**Welcome to T-lex 3 manual**

Release 3: Maria Bogaerts maria.bogaerts@ibe.upf-csic.es, Josefa Gonzalez josefa.gonzalez@ibe.upf-csic.es

T-lex is a computational pipeline that detects presence and/or absence of annotated individual transposable elements (TEs) using next-generation sequencing (NGS) data.

UPDATES

Version 3:

In the PRESENCE module, MAQ is changed by BWA-MEM
Filtering steps are added to increase the accuracy of genotyping
New parameters that allow the user to control the minimum and maximum number of reads, and the minimum number of strains to genotype a TE insertion
Fixed several bugs present in the previous version

Previous versions:
T-lex Fiston-Lavier et al., 2015 | Paper | Repository |

PRE-REQUISITES

Unix system with Perl version 5.10.0 or higher | Perl |
RepeatMasker and libraries open-3.2.8 or higher (Smit 1996-2010) | RepeatMasker | Libraries |
SHRIMP2 - Short Read Mapping Package- Release 2.2.1/Oct. 31, 2011 (David et al 2011) | SHRIMP2 |
BLAT version 34 or greater (Kent 2002) | BLAT |
Samtools version 1.4 or higher (Li et al 2009)
Bcftools version 1.3.1 or higher (Li et al 2009)
BWA version 0.7.15 or higher (Li and Durbin 2009)
FastX toolkit 0.0.14 or higher | FastX |

Only for the Target Site Duplication (TSD) detection:

Phrap version 1.090518 ("Phil's Revised Assembly Program" (Green, 1999) | Phrap |
- For downloading this program, you may need to contact the original authors to get permission
FastaGrep developed by the Department of Bioinformatics at the University of Tartu & Estonian Biocentre | FastaGrep |

INPUT FILES

T-lex requires at least four input data:

File	Description
TE list	the list of the TEs to be analyzed with one TE identifier per line (e.g for a TE in Drosophila 'FBti0019293')
TE annotations	the annotations of these TEs. Tabulated file with five columns: TE name / location / start nucleotide position/ end nucleotide position / strand (+ or -), e.g. 'FBti0019293 3R 405387 406627 - '
reference genome	the reference genomic sequences where TEs have been annotated in fasta format (e.g. '>3R XXXXX')
NGS data	the NGS data in official fastq format

NGS data has to be stored in one directory in which each subdirectory corresponds to a single strain NGS data such as:

   [input strain directory]/
         [strain name 1]/
               [strain name 1].fastq
         [strain name 2]/
               [strain name 2].fastq

To handle paired-end reads, separate the reads from a same pair ([strain name]) in two fastq files ([strain name]_1.fastq and [strain name]_2.fastq). Each fastq file name should be r enamed as 'XXX_X.fastq'.

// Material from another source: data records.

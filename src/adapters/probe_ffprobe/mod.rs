//! FFprobe adapter for chapter probing
//!
//! Runs `ffprobe -show_error -show_chapters` and turns its JSON report into a
//! `ProbeReport`.

use std::path::Path;
use std::process::Command;

use serde::Deserialize;
use tracing::debug;

use crate::domain::model::ChapterRecord;
use crate::error::{MatchVideoError, MatchVideoResult};
use crate::ports::ProbeReport;

const TOOL: &str = "ffprobe";

#[derive(Debug, Deserialize)]
struct FfprobeOutput {
    #[serde(default)]
    chapters: Vec<FfprobeChapter>,
    error: Option<FfprobeError>,
}

#[derive(Debug, Deserialize)]
struct FfprobeChapter {
    start_time: String,
    #[serde(default)]
    tags: FfprobeTags,
}

#[derive(Debug, Default, Deserialize)]
struct FfprobeTags {
    title: Option<String>,
}

#[derive(Debug, Deserialize)]
struct FfprobeError {
    #[allow(dead_code)]
    code: Option<i64>,
    string: String,
}

/// Probe the chapters of `video` with the ffprobe binary at `ffprobe`
pub fn probe_chapters(ffprobe: &Path, video: &Path) -> MatchVideoResult<ProbeReport> {
    debug!(tool = TOOL, video = %video.display(), "Probing chapters");

    let output = Command::new(ffprobe)
        .args([
            "-v",
            "quiet",
            "-print_format",
            "json",
            "-show_error",
            "-show_chapters",
        ])
        .arg(video)
        .output()
        .map_err(|e| {
            if e.kind() == std::io::ErrorKind::NotFound {
                MatchVideoError::ToolNotFound {
                    tool: TOOL.to_string(),
                }
            } else {
                MatchVideoError::Io(e)
            }
        })?;

    // ffprobe exits non-zero when it reports an error, but the report itself is
    // still on stdout.
    let json_str = String::from_utf8(output.stdout)
        .map_err(|e| MatchVideoError::parse_error(TOOL, format!("Invalid UTF-8: {}", e)))?;

    if json_str.trim().is_empty() && !output.status.success() {
        let stderr = String::from_utf8_lossy(&output.stderr);
        return Err(MatchVideoError::backend_failed(TOOL, stderr.trim().to_string()));
    }

    parse_probe_output(&json_str)
}

/// Parse the JSON printed by `ffprobe -print_format json -show_error -show_chapters`
pub fn parse_probe_output(json_str: &str) -> MatchVideoResult<ProbeReport> {
    let output: FfprobeOutput = serde_json::from_str(json_str)
        .map_err(|e| MatchVideoError::parse_error(TOOL, e.to_string()))?;

    let chapters = output
        .chapters
        .into_iter()
        .map(|chapter| {
            let start_time = chapter.start_time.trim().parse::<f64>().map_err(|_| {
                MatchVideoError::parse_error(
                    TOOL,
                    format!("invalid chapter start_time '{}'", chapter.start_time),
                )
            })?;
            Ok(ChapterRecord::new(
                start_time,
                chapter.tags.title.unwrap_or_default(),
            ))
        })
        .collect::<MatchVideoResult<Vec<_>>>()?;

    Ok(ProbeReport {
        chapters,
        error: output.error.map(|e| e.string),
    })
}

   [input strain directory]/
           [strain name]/
               [strain name]_1.fastq
               [strain name]_2.fastq

RUNNING T-LEX / USAGE

T-lex3 is composed by five different modules. All the modules can be run in the same job, excepting calculating frequencies for individual strains and TSD detection (see OPTIONS). Each module can be also run independently in case only one part of the analysis is required.

General usage:

tlex-open-v3.pl [ Options ] [ -T TE list ] [ -M TE annotations ] [ -G reference genome ] [ -R NGS data ]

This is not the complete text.